被害の程度について、警察側が持っているデータよりも重いランクの主張をする場合は、その被害の程度に関する書類等を持ってくることが求められ、申請は原則として都道府県警察本部(最寄りの警察署ではありません)となり、警察側としては面談してお話を聞いた上で、調査をするということになり、その場では申請書は書かず、後日再度出向くという扱いになります。この場合、警察側で担当医への聞き取り等を行って検討するということになるそうです。

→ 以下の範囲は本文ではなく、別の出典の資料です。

//! W3C extended log format recognition.
//!
//! Web server logs (IIS and friends) open with `#Key: value` directives and
//! name their columns in a `#Fields:` directive, so the dialect can be read
//! straight from the preamble instead of being inferred statistically.

use std::collections::HashMap;

use log::debug;

use crate::dialect::Dialect;

const DIRECTIVE: char = '#';
const VERSION_KEY: &str = "Version";
const FIELDS_KEY: &str = "Fields";

#[derive(Debug, Default, PartialEq, Eq)]
struct WhitespaceCounts {
    tabs: usize,
    spaces: usize,
    runs: usize,
}

impl WhitespaceCounts {
    fn of(line: &str) -> Self {
        let mut counts = WhitespaceCounts::default();
        let mut in_run = false;
        for ch in line.trim().chars() {
            match ch {
                '\t' => counts.tabs += 1,
                ' ' => counts.spaces += 1,
                _ => {}
            }
            let is_space = ch.is_whitespace();
            if is_space && !in_run {
                counts.runs += 1;
            }
            in_run = is_space;
        }
        counts
    }

    fn separator_for(&self, field_count: usize) -> Option<char> {
        let gaps = field_count.saturating_sub(1);
        if self.tabs == gaps {
            return Some('\t');
        }
        if self.spaces == gaps {
            return Some(' ');
        }
        if self.runs == gaps {
            if self.tabs > self.spaces && self.tabs < field_count {
                return Some('\t');
            }
            if self.spaces < field_count && self.spaces > 1 {
                return Some(' ');
            }
        }
        None
    }
}

/// Reads a W3C extended log preamble. Returns `None` when `text` is not such
/// a log or its first data row does not line up with the `#Fields:` list.
pub fn detect_w3c(text: &str) -> Option<Dialect> {
    if !text.starts_with(DIRECTIVE) {
        return None;
    }

    let mut directives: HashMap<&str, &str> = HashMap::new();
    let mut first_row = None;
    for line in text.lines() {
        if let Some(directive) = line.strip_prefix(DIRECTIVE) {
            if let Some((key, value)) = directive.split_once(':') {
                directives.insert(key.trim(), value.trim());
            }
            continue;
        }
        if line.trim().is_empty() {
            continue;
        }
        first_row = Some(line);
        break;
    }

    if !directives.contains_key(VERSION_KEY) {
        return None;
    }
    let field_names: Vec<String> = directives
        .get(FIELDS_KEY)?
        .split_whitespace()
        .map(str::to_string)
        .collect();
    if field_names.is_empty() {
        return None;
    }

    let counts = WhitespaceCounts::of(first_row?);
    let Some(separator) = counts.separator_for(field_names.len()) else {
        debug!(
            "W3C preamble found but first row does not match {} field(s): {counts:?}",
            field_names.len()
        );
        return None;
    };
    debug!(
        "W3C log detected with {} field(s), separator {:?}",
        field_names.len(),
        separator
    );

    Some(Dialect {
        separator,
        quote: None,
        comment: Some(DIRECTIVE),
        fixed_widths: None,
        has_header: Some(false),
        field_names: Some(field_names),
    })
}

#[cfg(test)]
mod tests {
    use super::*;

    const IIS_LOG: &str = "\
#Software: Microsoft Internet Information Services 10.0
#Version: 1.0
#Date: 2024-03-01 00:00:01
#Fields: date time s-ip cs-method cs-uri-stem sc-status
2024-03-01 00:00:01 10.0.0.1 GET /index.html 200
2024-03-01 00:00:02 10.0.0.1 GET /app.js 304
";

    #[test]
    fn reads_fields_directive() {
        let dialect = detect_w3c(IIS_LOG).expect("w3c dialect");
        assert_eq!(dialect.separator, ' ');
        assert_eq!(dialect.comment, Some('#'));
        assert_eq!(dialect.quote, None);
        assert_eq!(dialect.has_header, Some(false));
        let expected: Vec<String> = ["date", "time", "s-ip", "cs-method", "cs-uri-stem", "sc-status"]
            .into_iter()
            .map(String::from)
            .collect();
        assert_eq!(dialect.field_names, Some(expected));
    }

    #[test]
    fn tab_separated_rows_use_tab() {
        let text = "#Version: 1.0\n#Fields: a b c\nx\ty z\tw\n";
        // 2 tabs for 3 fields
        assert_eq!(detect_w3c(text).map(|d| d.separator), Some('\t'));
    }

    #[test]
    fn mixed_whitespace_falls_back_to_runs() {
        let text = "#Version: 1.0\n#Fields: a b c d e\n1\t\t2\t3 4 5\n";
        assert_eq!(
            WhitespaceCounts::of("1\t\t2\t3 4 5"),
            WhitespaceCounts {
                tabs: 3,
                spaces: 2,
                runs: 4
            }
        );
        assert_eq!(detect_w3c(text).map(|d| d.separator), Some('\t'));
    }

    #[test]
    fn mixed_whitespace_with_more_spaces_uses_space() {
        let row = "1 2 3 \t4\t5";
        assert_eq!(
            WhitespaceCounts::of(row),
            WhitespaceCounts {
                tabs: 2,
                spaces: 3,
                runs: 4
            }
        );
        let text = format!("#Version: 1.0\n#Fields: a b c d e\n{row}\n");
        assert_eq!(detect_w3c(&text).map(|d| d.separator), Some(' '));
    }

    #[test]
    fn requires_version_and_fields() {
        assert!(detect_w3c("#Fields: a b\n1 2\n").is_none());
        assert!(detect_w3c("#Version: 1.0\n1 2\n").is_none());
        assert!(detect_w3c("a b\n#Version: 1.0\n").is_none());
    }

    #[test]
    fn mismatched_row_abandons_fast_path() {
        let text = "#Version: 1.0\n#Fields: a b c d e\nonly two\n";
        assert!(detect_w3c(text).is_none());
    }

    #[test]
    fn preamble_without_rows_is_not_enough() {
        assert!(detect_w3c("#Version: 1.0\n#Fields: a b\n").is_none());
    }
}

現実的には、申請で悩ましいのは、事件後も長く通院し、場合によっては今でも通院しているけれども、担当医がサリンによる後遺症であるという診断書や意見書を書いてくれないという場合です。実は、私が立ち会った被害者の方もそういうケースでした。本来的には、私たちは以前から警察や厚労省に地下鉄サリン事件と松本サリン事件の被害者の追跡調査を求めてきました。しかし、現実には政府による追跡調査は行われていません。この追跡調査がきちんと行われていれば、その分析によって、サリン中毒による後遺症の研究や疫学調査が進み、サリン事件との因果関係を究明できたと思われます。原爆症などではそういうことが行われてきたのですから。私たちとしては、政府がそういう調査を怠ったために医師がサリン中毒の前例がないことを理由にサリン中毒による後遺症という診断を出すことを躊躇せざるを得ない事態を招いたということに十分な配慮を求めたいと思っています。本日もそのようなことを警視庁の担当者にお話しして、少なくとも、今後申請期間内に事情が変わり医師の意見が変わった場合には再申請ができるということについては確認させていただきました。
給付金を支給するという裁定は、被害の程度について警察側が持っているデータと同程度の申請については、1〜2ヵ月程度で出したいということでした。
裁定(給付金の支給の決定)が出ると、裁定書が申請者のところに郵送され、その際に支払請求書が同封されるということです。その支払請求書に振込先口座等の所定の事項を記入して署名押印して返送すると、指定した口座に給付金が支払われることになります。
ですから、多くのケースは、申請者が警察に行くのは申請の際の1回だけで済みます。また遺族や重傷者については、警察の方で訪問して申請してもらう予定だそうです。
ただ、先に説明しましたように、申請する被害の程度が警察側が持っているデータより重いランクの場合は、調査等で時間がかかり、また警察に何度か行くことになりそうです。
少なくとも、刑事事件の起訴状に記載されているとか破産手続で債権届出しているなどして警察側が把握している被害者で、被害の程度が警察側が持っているデータ通りの申請の場合は、申請自体は難しい点はなく、短時間で済ませることができます。
地下鉄サリン事件・松本サリン事件の遺族・被害者の方は、当然の権利ですから、申請の手続をとってください。